[Stored items]
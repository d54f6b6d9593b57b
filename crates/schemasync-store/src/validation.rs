//! Write-time checks shared by the writable stores

use schemasync_core::errors::{ExError, ExErrorKind};
use schemasync_core::model::{Definition, SchemaObject};
use schemasync_core::policy::WriteOptions;

use crate::errors::Result;

/// Check `object` before it is stored
///
/// With `validate_functions`, a function with a blank body is rejected.
///
/// # Errors
///
/// `InvalidDefinition` when a check fails.
pub fn validate_for_write(object: &SchemaObject, options: &WriteOptions) -> Result<()> {
    if let Definition::Function(def) = object.definition() {
        if options.validate_functions && def.body.trim().is_empty() {
            return Err(ExError::new(ExErrorKind::InvalidDefinition)
                .with_op("create_or_alter")
                .with_object_kind(object.kind())
                .with_object_name(object.name())
                .with_message("Function body is empty"));
        }
    }
    Ok(())
}

#[cfg(test)]
mod tests {
    use super::*;
    use schemasync_core::model::{FunctionDefinition, TableDefinition};

    fn function(body: &str) -> SchemaObject {
        SchemaObject::function(
            "F",
            FunctionDefinition {
                body: body.to_string(),
                ..Default::default()
            },
        )
        .unwrap()
    }

    #[test]
    fn test_blank_body_rejected_only_when_validating() {
        let strict = WriteOptions::default();
        let lax = WriteOptions {
            validate_functions: false,
            ..Default::default()
        };
        let err = validate_for_write(&function("  \n"), &strict).unwrap_err();
        assert_eq!(err.kind(), ExErrorKind::InvalidDefinition);
        assert!(validate_for_write(&function("  \n"), &lax).is_ok());
        assert!(validate_for_write(&function("T | count"), &strict).is_ok());
    }

    #[test]
    fn test_tables_always_pass() {
        let table = SchemaObject::table("T", TableDefinition::default()).unwrap();
        assert!(validate_for_write(&table, &WriteOptions::default()).is_ok());
    }
}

> _About this task_
Looking at the entries above, determine how many lines contain the word "default" and state only that number.

> _Exercise response_
5